The openings from sufi were sufficiently long that in a sense they get
us out of the opening and into the middle game.
At which point SF's very deep analysis starts reliably hitting TB
endgame positions, while Lc0 is nowhere close.
As soon as you hit TBs your actual positional analysis stops mattering
- you don't need to judge whether a position is good or not - you
simply know.
This happens far far less 10 moves earlier in the game (or with
shorter TC or weaker HW).

You only need 50 different openings to have a 100 game match. There's
20 different opening moves, and 20 different responses... that's
already 400 possible 2 move openings, so you only need to keep 1 in 8.
I'm sure it's possible to come up with 50 reasonable very *short*
openings.

Basically what I'm trying to say is the openings should be *far*
shorter. 3-4 plies tops.
Alternatively HW needs to be downgraded or TC massively decreased.

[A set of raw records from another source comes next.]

//! WASM bindings for coupon field extraction.
//!
//! This crate provides WebAssembly bindings for the capture screen. Address
//! geocoding is delegated to a host callback so the browser or React Native
//! runtime can use whatever service it already talks to.

use js_sys::{Array, Function, Object, Promise};
use serde::Serialize;
use wasm_bindgen::prelude::*;
use wasm_bindgen_futures::{future_to_promise, JsFuture};

use coupr_core::error::GeocodeError;
use coupr_core::{CouponInput, CouponParser, GeoLocation, Geocoder};

/// Default time a host geocode callback may take per address.
pub const DEFAULT_GEOCODE_TIMEOUT_MS: u32 = 4_000;

#[wasm_bindgen]
extern "C" {
    #[wasm_bindgen(js_name = setTimeout)]
    fn set_timeout(handler: &Function, timeout: i32, argument: &JsValue) -> JsValue;

    #[wasm_bindgen(js_name = clearTimeout)]
    fn clear_timeout(handle: &JsValue);
}

/// Initialize panic hook for better error messages in console.
#[wasm_bindgen(start)]
pub fn init() {
    #[cfg(feature = "console_error_panic_hook")]
    console_error_panic_hook::set_once();
}

/// Version information.
#[wasm_bindgen]
pub fn version() -> String {
    env!("CARGO_PKG_VERSION").to_string()
}

/// Extract coupon fields without geocoding.
///
/// `input` is either the OCR text or an object
/// `{ text, blocks?, brands?, tryGeocode? }`.
#[wasm_bindgen]
pub fn extract_coupon_fields(input: JsValue) -> Result<JsValue, JsValue> {
    let input = input_from_js(input)?;
    let result = CouponParser::new().parse(&input);
    to_js(&result.coupon)
}

/// Extract coupon fields, validating address candidates with `geocode_fn`.
///
/// `geocode_fn(address)` must return (a promise of) an array of
/// `{ latitude, longitude }`. Rejections, malformed answers and calls that
/// take longer than 4 seconds count as "not found". Resolves to the coupon
/// object.
#[wasm_bindgen]
pub fn extract_with_geocoder(input: JsValue, geocode_fn: Function) -> Result<Promise, JsValue> {
    let input = input_from_js(input)?;
    let geocoder = JsGeocoder::new(geocode_fn, DEFAULT_GEOCODE_TIMEOUT_MS);

    Ok(future_to_promise(async move {
        let result = CouponParser::new()
            .parse_with_geocoder(&input, &geocoder)
            .await;
        for warning in &result.warnings {
            web_sys::console::warn_1(&JsValue::from_str(warning));
        }
        to_js(&result.coupon)
    }))
}

/// Coupon extractor class for repeated use with the same settings.
#[wasm_bindgen]
pub struct CouponExtractor {
    brands: Vec<String>,
    fallback_title: bool,
    geocode_timeout_ms: u32,
}

#[wasm_bindgen]
impl CouponExtractor {
    /// Create a new coupon extractor.
    #[wasm_bindgen(constructor)]
    pub fn new() -> Self {
        Self {
            brands: Vec::new(),
            fallback_title: false,
            geocode_timeout_ms: DEFAULT_GEOCODE_TIMEOUT_MS,
        }
    }

    /// Add a known brand name.
    #[wasm_bindgen]
    pub fn add_brand(&mut self, brand: &str) {
        let brand = brand.trim();
        if !brand.is_empty() {
            self.brands.push(brand.to_string());
        }
    }

    /// Use the offer headline as title when no discount is found.
    #[wasm_bindgen]
    pub fn set_fallback_title(&mut self, enabled: bool) {
        self.fallback_title = enabled;
    }

    /// Limit how long each geocode callback may take, in milliseconds.
    #[wasm_bindgen]
    pub fn set_geocode_timeout_ms(&mut self, timeout_ms: u32) {
        self.geocode_timeout_ms = timeout_ms;
    }

    /// Extract coupon fields.
    #[wasm_bindgen]
    pub fn extract(&self, input: JsValue) -> Result<JsValue, JsValue> {
        let input = input_from_js(input)?;
        to_js(&self.parser().parse(&input).coupon)
    }

    /// Extract coupon fields with raw text, headline, and warnings.
    #[wasm_bindgen]
    pub fn extract_with_metadata(&self, input: JsValue) -> Result<JsValue, JsValue> {
        let input = input_from_js(input)?;
        to_js(&self.parser().parse(&input))
    }

    /// Extract with geocoding through `geocode_fn`; resolves to the coupon.
    #[wasm_bindgen]
    pub fn extract_with_geocoder(
        &self,
        input: JsValue,
        geocode_fn: Function,
    ) -> Result<Promise, JsValue> {
        let input = input_from_js(input)?;
        let parser = self.parser();
        let geocoder = JsGeocoder::new(geocode_fn, self.geocode_timeout_ms);

        Ok(future_to_promise(async move {
            let result = parser.parse_with_geocoder(&input, &geocoder).await;
            to_js(&result.coupon)
        }))
    }

    fn parser(&self) -> CouponParser {
        CouponParser::new()
            .with_brands(self.brands.iter().cloned())
            .with_fallback_title(self.fallback_title)
    }
}

impl Default for CouponExtractor {
    fn default() -> Self {
        Self::new()
    }
}

/// Adapts a JS geocoding callback to [`Geocoder`].
struct JsGeocoder {
    callback: Function,
    timeout_ms: u32,
}

impl JsGeocoder {
    fn new(callback: Function, timeout_ms: u32) -> Self {
        Self {
            callback,
            timeout_ms,
        }
    }
}

impl Geocoder for JsGeocoder {
    async fn geocode(&self, address: &str) -> Result<Vec<GeoLocation>, GeocodeError> {
        let returned = self
            .callback
            .call1(&JsValue::NULL, &JsValue::from_str(address))
            .map_err(|e| js_error(&e))?;

        // Race the answer (plain value or promise) against a timer that
        // resolves to a marker object
        let marker: JsValue = Object::new().into();
        let timeout_ms = i32::try_from(self.timeout_ms).unwrap_or(i32::MAX);
        let mut handle = JsValue::UNDEFINED;
        let timer = Promise::new(&mut |resolve, _reject| {
            handle = set_timeout(&resolve, timeout_ms, &marker);
        });
        let race = Array::of2(&Promise::resolve(&returned), &timer);

        let settled = JsFuture::from(Promise::race(&race)).await;
        clear_timeout(&handle);
        let resolved = settled.map_err(|e| js_error(&e))?;

        if Object::is(&resolved, &marker) {
            return Err(GeocodeError::Lookup(format!(
                "timed out after {} ms",
                self.timeout_ms
            )));
        }

        if resolved.is_null() || resolved.is_undefined() {
            return Ok(Vec::new());
        }

        serde_wasm_bindgen::from_value(resolved).map_err(|e| GeocodeError::Decode(e.to_string()))
    }
}

fn js_error(value: &JsValue) -> GeocodeError {
    GeocodeError::Lookup(value.as_string().unwrap_or_else(|| format!("{:?}", value)))
}

fn input_from_js(value: JsValue) -> Result<CouponInput, JsValue> {
    if let Some(text) = value.as_string() {
        return Ok(CouponInput::from_text(text));
    }

    let input: CouponInput =
        serde_wasm_bindgen::from_value(value).map_err(|e| JsValue::from_str(&e.to_string()))?;
    input
        .validate()
        .map_err(|e| JsValue::from_str(&e.to_string()))?;
    Ok(input)
}

/// Serialize with `null` for absent fields and plain objects for maps.
fn to_js<T: Serialize>(value: &T) -> Result<JsValue, JsValue> {
    let serializer = serde_wasm_bindgen::Serializer::json_compatible();
    value
        .serialize(&serializer)
        .map_err(|e| JsValue::from_str(&e.to_string()))
}

#[cfg(test)]
mod tests {
    use super::*;
    use wasm_bindgen_test::*;

    #[wasm_bindgen_test]
    fn test_version() {
        assert!(!version().is_empty());
    }

    #[wasm_bindgen_test]
    fn test_extract_from_text() {
        let value =
            extract_coupon_fields(JsValue::from_str("SUBWAY\n$5 off any footlong")).unwrap();
        let coupon: coupr_core::ParsedCoupon = serde_wasm_bindgen::from_value(value).unwrap();
        assert_eq!(coupon.store.as_deref(), Some("SUBWAY"));
        assert_eq!(coupon.title.as_deref(), Some("$5 off"));
    }

    #[wasm_bindgen_test]
    async fn test_hanging_geocoder_times_out() {
        let mut extractor = CouponExtractor::new();
        extractor.set_geocode_timeout_ms(20);
        let never_settles =
            Function::new_with_args("address", "return new Promise(function () {});");

        let promise = extractor
            .extract_with_geocoder(
                JsValue::from_str("SUBWAY\n99 Ionia Ave SW\nGrand Rapids, MI 49503"),
                never_settles,
            )
            .unwrap();
        let value = JsFuture::from(promise).await.unwrap();
        let coupon: coupr_core::ParsedCoupon = serde_wasm_bindgen::from_value(value).unwrap();

        assert_eq!(
            coupon.address.as_deref(),
            Some("99 Ionia Ave SW, Grand Rapids, MI 49503")
        );
        assert_eq!(coupon.geo, None);
    }

    #[wasm_bindgen_test]
    async fn test_plain_value_geocoder_answer() {
        let answer = Function::new_with_args(
            "address",
            "return [{ latitude: 42.96, longitude: -85.67 }];",
        );

        let promise = extract_with_geocoder(
            JsValue::from_str("SUBWAY\n99 Ionia Ave SW\nGrand Rapids, MI 49503"),
            answer,
        )
        .unwrap();
        let value = JsFuture::from(promise).await.unwrap();
        let coupon: coupr_core::ParsedCoupon = serde_wasm_bindgen::from_value(value).unwrap();

        assert_eq!(coupon.geo, Some(coupr_core::GeoPoint { lat: 42.96, lng: -85.67 }));
    }

    #[wasm_bindgen_test]
    fn test_extractor_brand_hint() {
        let mut extractor = CouponExtractor::new();
        extractor.add_brand("Chipotle");

        let value = extractor
            .extract(JsValue::from_str(
                "FREE CHIPS & GUAC WITH ENTREE\nChipotle Mexican Grill",
            ))
            .unwrap();
        let coupon: coupr_core::ParsedCoupon = serde_wasm_bindgen::from_value(value).unwrap();
        assert_eq!(coupon.store.as_deref(), Some("Chipotle Mexican Grill"));
    }
}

To a large extent with powerful HW, huge TC, and many forced opening
plies, SF is no longer playing chess, it is simply brute force solving
a mating puzzle - something it happens to be *very* good at, precisely
because of how many nps it can pull off, which is directly related to
how cheap and thus inaccurate it's board analysis is.

Similarly Lc0 shouldn't be trained purely out of start position - to
give it a more varied training experience.

Another thing to consider is whether the sufi 100 games being on the
same hardware and at the same tc even makes sense... You could have
some games faster, some slower, etc. That would presumably add more
variability... etc...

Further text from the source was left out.